Говоря о способности реагировать на физические силы, помогающие ориентироваться, возможно, нам следует упомянуть органы равновесия, чувствительные к силе притяжения планеты. Чувство равновесия у млекопитающих сосредоточено в лабиринте внутреннего уха, а другие существа обладают соответствующими органами в других анатомических зонах. Однако основная функция всех этих органов — просто информировать организм о том, где верх, а где низ. Вполне очевидно, что это важный признак, но он не даёт информации об особенностях окружающей среды. Он должен присутствовать, но не может способствовать развитию разума.

КОЛЛЕКТИВНЫЙ РАЗУМ

Разум, который включает в себя способы восприятия, понимания и действия, является проявлением сложности. Конечно, в самом широком смысле термин «разум» можно использовать на всех уровнях, начиная от простейшего восприятия единственного раздражителя наподобие света и заканчивая невероятной сложностью человеческого мозга. Но наши знания о ходе эволюционного развития разума на Земле показывают нам, что на каждом этапе этого пути, с добавлением каждого нового фактора, прогресс заключается не в простом приращении; скорее, становятся возможными радикально новые способности.
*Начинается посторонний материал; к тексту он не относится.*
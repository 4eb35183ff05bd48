//! Object storage targets for shipped files.
//!
//! The transfer core hands every file to an [`ObjectStore`] as a byte stream.
//! Stores must consume the stream completely and make the object visible
//! atomically from the caller's point of view.
//!
//! ## Supported Stores
//!
//! - **Amazon S3**: S3 and S3-compatible services (custom endpoint), with
//!   single-request uploads for small bodies and streamed multipart uploads
//!   for large ones
//! - **Memory**: an in-process map, used for dry runs and tests
//!
//! ## Usage Example
//!
//! ```no_run
//! use hdfs_shipper::cloud::{ObjectStore, s3::S3ObjectStore};
//! use std::time::Duration;
//!
//! # fn example() -> anyhow::Result<()> {
//! let store = S3ObjectStore::new(Some("us-east-1"), None, None, Duration::from_secs(300))?;
//! let mut body: &[u8] = b"hello";
//! store.put_object("archive-bucket", "logs/1700000000000hello.txt", &mut body, Some(5))?;
//! # Ok(())
//! # }
//! ```

use std::io::Read;
use std::sync::Arc;

use anyhow::Result;

/// S3 client construction
pub mod client;

/// Amazon S3 object store
pub mod s3;

/// In-memory object store
pub mod memory;

/// Destination for uploaded objects.
pub trait ObjectStore {
    /// Store everything read from `body` as `bucket/key`, replacing any
    /// existing object. `size_hint` is the expected body length when known.
    fn put_object(&self, bucket: &str, key: &str, body: &mut dyn Read, size_hint: Option<u64>) -> Result<()>;
}

impl<S: ObjectStore + ?Sized> ObjectStore for &S {
    fn put_object(&self, bucket: &str, key: &str, body: &mut dyn Read, size_hint: Option<u64>) -> Result<()> {
        (**self).put_object(bucket, key, body, size_hint)
    }
}

impl<S: ObjectStore + ?Sized> ObjectStore for Box<S> {
    fn put_object(&self, bucket: &str, key: &str, body: &mut dyn Read, size_hint: Option<u64>) -> Result<()> {
        (**self).put_object(bucket, key, body, size_hint)
    }
}

impl<S: ObjectStore + ?Sized> ObjectStore for Arc<S> {
    fn put_object(&self, bucket: &str, key: &str, body: &mut dyn Read, size_hint: Option<u64>) -> Result<()> {
        (**self).put_object(bucket, key, body, size_hint)
    }
}
//! Source namespaces.
//!
//! A namespace is the hierarchical filesystem files are shipped *from*. The
//! transfer core only needs two operations from it: list one directory and
//! open one file for streaming reads. Recursion is built on top of
//! [`Namespace::list_directory`] by the [`crate::walker::TreeWalker`].
//!
//! ## Implementations
//!
//! - [`local::LocalNamespace`]: a locally mounted tree (NFS/FUSE mounts of
//!   HDFS, or plain directories)
//! - [`webhdfs::WebHdfsNamespace`]: HDFS through the WebHDFS REST API

use std::io::Read;

use anyhow::Result;

use crate::models::EntryMetadata;

/// Local filesystem namespace
pub mod local;

/// WebHDFS REST namespace
pub mod webhdfs;

/// Read-only view of a hierarchical filesystem.
pub trait Namespace {
    /// List the direct children of `path`, which ends with `/`.
    fn list_directory(&self, path: &str) -> Result<Vec<EntryMetadata>>;

    /// Open the file at `path` for streaming reads.
    fn open_read(&self, path: &str) -> Result<Box<dyn Read + Send>>;
}

impl<N: Namespace + ?Sized> Namespace for &N {
    fn list_directory(&self, path: &str) -> Result<Vec<EntryMetadata>> {
        (**self).list_directory(path)
    }

    fn open_read(&self, path: &str) -> Result<Box<dyn Read + Send>> {
        (**self).open_read(path)
    }
}

impl<N: Namespace + ?Sized> Namespace for Box<N> {
    fn list_directory(&self, path: &str) -> Result<Vec<EntryMetadata>> {
        (**self).list_directory(path)
    }

    fn open_read(&self, path: &str) -> Result<Box<dyn Read + Send>> {
        (**self).open_read(path)
    }
}
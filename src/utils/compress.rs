use std::fs::{File, OpenOptions};
use std::io::{self, BufWriter, ErrorKind, Read, Write};
use std::path::{Path, PathBuf};
use std::time::Instant;

use flate2::read::GzDecoder;
use flate2::write::GzEncoder;
use flate2::Compression;
use log::{debug, warn};

use crate::constants::{SINK_BUFFER_SIZE, STREAMING_BUFFER_SIZE};
use crate::error::{Result, TransferError};

type SinkWriter = BufWriter<GzEncoder<File>>;

/// Lifecycle of a [`GzipSink`].
#[derive(Debug, Clone, Copy, PartialEq, Eq)]
pub enum SinkState {
    /// Created, nothing written yet
    Open,
    /// Holds data that may still sit in the compressor
    Writable,
    /// Every buffering layer was flushed by [`GzipSink::flush`]
    Flushed,
    /// Gzip trailer written and file released; terminal
    Closed,
}

/// Gzip-compressing write target backed by a local file.
///
/// Bytes pass through three layers: an application buffer, the gzip encoder
/// and the file. [`GzipSink::close`] drains them in that order and releases
/// the file handle. A sink dropped without `close` is finished best-effort,
/// so every exit path releases the file.
pub struct GzipSink {
    path: PathBuf,
    writer: Option<SinkWriter>,
    state: SinkState,
    bytes_in: u64,
}

impl GzipSink {
    /// Create `path` and wrap it in a gzip sink.
    ///
    /// `path` must not exist yet. An existing file is never opened, so a
    /// caller that only cleans up sinks it created cannot destroy it.
    pub fn create(path: &Path) -> Result<Self> {
        let file = OpenOptions::new()
            .write(true)
            .create_new(true)
            .open(path)
            .map_err(|e| TransferError::local_io(path, e))?;

        let encoder = GzEncoder::new(file, Compression::default());
        debug!("Created gzip sink at {}", path.display());

        Ok(GzipSink {
            path: path.to_path_buf(),
            writer: Some(BufWriter::with_capacity(SINK_BUFFER_SIZE, encoder)),
            state: SinkState::Open,
            bytes_in: 0,
        })
    }

    pub fn path(&self) -> &Path {
        &self.path
    }

    pub fn state(&self) -> SinkState {
        self.state
    }

    /// Uncompressed bytes accepted so far.
    pub fn bytes_written(&self) -> u64 {
        self.bytes_in
    }

    /// Write `buf` and flush the buffering layers behind it.
    pub fn write(&mut self, buf: &[u8]) -> Result<usize> {
        let writer = self.writer
            .as_mut()
            .ok_or_else(|| TransferError::SinkClosed { path: self.path.clone() })?;

        writer.write_all(buf)
            .and_then(|_| writer.flush())
            .map_err(|e| TransferError::local_io(self.path.clone(), e))?;

        self.bytes_in += buf.len() as u64;
        self.state = SinkState::Writable;
        Ok(buf.len())
    }

    pub fn write_str(&mut self, text: &str) -> Result<usize> {
        self.write(text.as_bytes())
    }

    /// Stream everything from `source` into the sink.
    ///
    /// Memory use is bounded by one read buffer regardless of the input size.
    /// `source_name` labels read failures.
    pub fn copy_from<R: Read + ?Sized>(&mut self, source: &mut R, source_name: &str) -> Result<u64> {
        let writer = self.writer
            .as_mut()
            .ok_or_else(|| TransferError::SinkClosed { path: self.path.clone() })?;

        let start = Instant::now();
        let mut buffer = vec![0u8; STREAMING_BUFFER_SIZE];
        let mut copied = 0u64;

        loop {
            let bytes_read = match source.read(&mut buffer) {
                Ok(0) => break,
                Ok(n) => n,
                Err(e) if e.kind() == ErrorKind::Interrupted => continue,
                Err(e) => return Err(TransferError::remote_read(source_name, e)),
            };

            writer.write_all(&buffer[..bytes_read])
                .map_err(|e| TransferError::local_io(self.path.clone(), e))?;
            copied += bytes_read as u64;
        }

        self.bytes_in += copied;
        self.state = SinkState::Writable;
        debug!("Copied {} bytes from {} into {} in {:?}",
               copied, source_name, self.path.display(), start.elapsed());
        Ok(copied)
    }

    /// Push buffered data through the compressor into the file.
    pub fn flush(&mut self) -> Result<()> {
        let writer = self.writer
            .as_mut()
            .ok_or_else(|| TransferError::SinkClosed { path: self.path.clone() })?;

        writer.flush().map_err(|e| TransferError::local_io(self.path.clone(), e))?;
        self.state = SinkState::Flushed;
        Ok(())
    }

    /// Flush the buffer, finish the gzip stream, sync and release the file.
    ///
    /// Closing an already closed sink is a no-op.
    pub fn close(&mut self) -> Result<()> {
        let Some(writer) = self.writer.take() else {
            return Ok(());
        };
        self.state = SinkState::Closed;

        finish_layers(writer).map_err(|e| TransferError::local_io(self.path.clone(), e))?;
        debug!("Closed gzip sink {} ({} bytes in)", self.path.display(), self.bytes_in);
        Ok(())
    }
}

impl Drop for GzipSink {
    fn drop(&mut self) {
        if let Some(writer) = self.writer.take() {
            if let Err(e) = finish_layers(writer) {
                warn!("Failed to finish gzip sink {}: {}", self.path.display(), e);
            }
        }
    }
}

fn finish_layers(writer: SinkWriter) -> io::Result<()> {
    let encoder = writer.into_inner().map_err(|e| e.into_error())?;
    let file = encoder.finish()?;
    file.sync_all()
}

/// Gzip a small in-memory payload.
pub fn compress_to_memory(data: &[u8]) -> io::Result<Vec<u8>> {
    let mut encoder = GzEncoder::new(Vec::new(), Compression::default());
    encoder.write_all(data)?;
    let compressed = encoder.finish()?;
    debug!("Compressed {} bytes to {} bytes", data.len(), compressed.len());
    Ok(compressed)
}

/// Inflate a complete gzip stream.
pub fn decompress_to_vec(data: &[u8]) -> io::Result<Vec<u8>> {
    let mut decoder = GzDecoder::new(data);
    let mut decompressed = Vec::new();
    decoder.read_to_end(&mut decompressed)?;
    Ok(decompressed)
}

#[cfg(test)]
mod tests {
    use super::*;
    use std::fs;
    use proptest::prelude::*;
    use tempfile::TempDir;

    /// Reader that fails after handing out `ok_bytes` bytes.
    struct BrokenReader {
        ok_bytes: usize,
    }

    impl Read for BrokenReader {
        fn read(&mut self, buf: &mut [u8]) -> io::Result<usize> {
            if self.ok_bytes == 0 {
                return Err(io::Error::new(ErrorKind::ConnectionReset, "datanode went away"));
            }
            let n = buf.len().min(self.ok_bytes);
            buf[..n].fill(b'x');
            self.ok_bytes -= n;
            Ok(n)
        }
    }

    #[test]
    fn test_write_close_and_recover() {
        let temp_dir = TempDir::new().unwrap();
        let path = temp_dir.path().join("out.gz");

        let mut sink = GzipSink::create(&path).unwrap();
        assert_eq!(sink.state(), SinkState::Open);

        assert_eq!(sink.write_str("hello ").unwrap(), 6);
        assert_eq!(sink.write(b"world").unwrap(), 5);
        assert_eq!(sink.state(), SinkState::Writable);
        sink.close().unwrap();
        assert_eq!(sink.state(), SinkState::Closed);

        let content = decompress_to_vec(&fs::read(&path).unwrap()).unwrap();
        assert_eq!(content, b"hello world");
        assert_eq!(sink.bytes_written(), 11);
    }

    #[test]
    fn test_write_after_close_fails() {
        let temp_dir = TempDir::new().unwrap();
        let path = temp_dir.path().join("closed.gz");

        let mut sink = GzipSink::create(&path).unwrap();
        sink.write(b"before").unwrap();
        sink.close().unwrap();

        let err = sink.write(b"after").unwrap_err();
        assert!(matches!(err, TransferError::SinkClosed { .. }));
        assert!(matches!(sink.flush(), Err(TransferError::SinkClosed { .. })));
        assert!(sink.close().is_ok());

        let content = decompress_to_vec(&fs::read(&path).unwrap()).unwrap();
        assert_eq!(content, b"before");
    }

    #[test]
    fn test_flush_state() {
        let temp_dir = TempDir::new().unwrap();
        let mut sink = GzipSink::create(&temp_dir.path().join("f.gz")).unwrap();

        sink.write(b"data").unwrap();
        sink.flush().unwrap();
        assert_eq!(sink.state(), SinkState::Flushed);

        sink.write(b"more").unwrap();
        assert_eq!(sink.state(), SinkState::Writable);
    }

    #[test]
    fn test_create_in_missing_directory_fails() {
        let temp_dir = TempDir::new().unwrap();
        let path = temp_dir.path().join("missing/dir/out.gz");

        match GzipSink::create(&path) {
            Err(TransferError::LocalIo { path: p, .. }) => assert_eq!(p, path),
            Err(other) => panic!("unexpected error: {other:?}"),
            Ok(_) => panic!("sink created in a missing directory"),
        }
    }

    #[test]
    fn test_create_refuses_existing_file() {
        let temp_dir = TempDir::new().unwrap();
        let path = temp_dir.path().join("taken.gz");
        fs::write(&path, b"someone else's data").unwrap();

        match GzipSink::create(&path) {
            Err(TransferError::LocalIo { source, .. }) => assert_eq!(source.kind(), ErrorKind::AlreadyExists),
            Err(other) => panic!("unexpected error: {other:?}"),
            Ok(_) => panic!("sink opened an existing file"),
        }
        assert_eq!(fs::read(&path).unwrap(), b"someone else's data");
    }

    #[test]
    fn test_copy_from_large_stream() {
        let temp_dir = TempDir::new().unwrap();
        let path = temp_dir.path().join("large.gz");
        let data: Vec<u8> = (0..3 * 1024 * 1024).map(|i| (i % 251) as u8).collect();

        let mut sink = GzipSink::create(&path).unwrap();
        let copied = sink.copy_from(&mut data.as_slice(), "memory").unwrap();
        sink.close().unwrap();

        assert_eq!(copied, data.len() as u64);
        assert_eq!(decompress_to_vec(&fs::read(&path).unwrap()).unwrap(), data);
    }

    #[test]
    fn test_copy_from_read_failure_is_remote_read() {
        let temp_dir = TempDir::new().unwrap();
        let mut sink = GzipSink::create(&temp_dir.path().join("broken.gz")).unwrap();

        let err = sink.copy_from(&mut BrokenReader { ok_bytes: 100_000 }, "/data/part-3").unwrap_err();
        match err {
            TransferError::RemoteRead { path, .. } => assert_eq!(path, "/data/part-3"),
            other => panic!("unexpected error: {other:?}"),
        }
    }

    #[test]
    fn test_drop_without_close_finishes_stream() {
        let temp_dir = TempDir::new().unwrap();
        let path = temp_dir.path().join("dropped.gz");

        {
            let mut sink = GzipSink::create(&path).unwrap();
            sink.write(b"scoped").unwrap();
        }

        assert_eq!(decompress_to_vec(&fs::read(&path).unwrap()).unwrap(), b"scoped");
    }

    #[test]
    fn test_compress_to_memory_empty_string() {
        let compressed = compress_to_memory(b"").unwrap();
        assert!(!compressed.is_empty());
        assert!(decompress_to_vec(&compressed).unwrap().is_empty());
    }

    #[test]
    fn test_compress_to_memory_multi_megabyte_string() {
        let text = "2023-05-14T00:00:00Z GET /index.html 200\n".repeat(100_000);
        let compressed = compress_to_memory(text.as_bytes()).unwrap();

        assert!(compressed.len() < text.len());
        assert_eq!(String::from_utf8(decompress_to_vec(&compressed).unwrap()).unwrap(), text);
    }

    proptest! {
        #[test]
        fn prop_compress_to_memory_round_trips(text in ".{0,2048}") {
            let compressed = compress_to_memory(text.as_bytes()).unwrap();
            let restored = decompress_to_vec(&compressed).unwrap();
            prop_assert_eq!(String::from_utf8(restored).unwrap(), text);
        }
    }
}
Если представить это в крайне упрощённом виде, то отдельный нейрон любого мозга способен выполнять только стереотипные функции. Тысяча нейронов работают не просто с тысячекратным увеличением возможностей одного нейрона, но и на экспоненциально ином уровне, потому что наряду с простым сложением их количества начинают играть роль многочисленные взаимодействия между ними. Таким образом, мозг объёмом, допустим, 800 кубических сантиметров — это мозг иного порядка, чем мозг объёмом 400 кубических сантиметров; он не просто выполняет те же самые функции в два раза лучше.

То же самое справедливо для мозга или равноценного нервного образования любого отдельного живого существа. Сложность, однако, может возникать как благодаря объединению сравнительно простых отдельных элементов, так и благодаря увеличению количества компонентов одного из них. Если мы возьмём, к примеру, живое существо с относительно несложной нервной структурой, то его собственные возможные достижения будут ограниченными; но если такое существо интегрировано в крупную популяцию своего вида — в популяцию, внутри которой возможно формирование отдельных групп, каждая из которых выполняет специализированную функцию, — то может возникнуть образ жизни на совершенно ином уровне. Его можно рассматривать как результат «коллективного разума» или «множественного мозга». Во всех биологических системах единое целое неизбежно экспоненциально превосходит сумму своих частей.

Если с нашей ориентированной на индивидуальность точки зрения это кажется чуждой концепцией, нам стоит всего лишь оглянуться вокруг, чтобы увидеть, как этот принцип работает в той или иной степени. В своей самой низкой степени это явление присутствует в любом обществе, включая наше собственное, где благодаря различным навыкам членов общества оно в целом выполняет такие работы, которые ни один индивид в его составе не смог бы выполнить в одиночку. Не имея навыков архитектора, каменщика или сантехника, электрик или плотник смогли бы возвести здание сами; но если архитектор спланирует общий дизайн, скоординирует усилия всех этих мастеров, а также выберет строительные материалы нескольких производителей и проконтролирует их использование, то в результате получится здание, которое ни один человек не смог бы построить в одиночку. То же самое происходит в любой другой сфере деятельности и, разумеется, в обществе в целом.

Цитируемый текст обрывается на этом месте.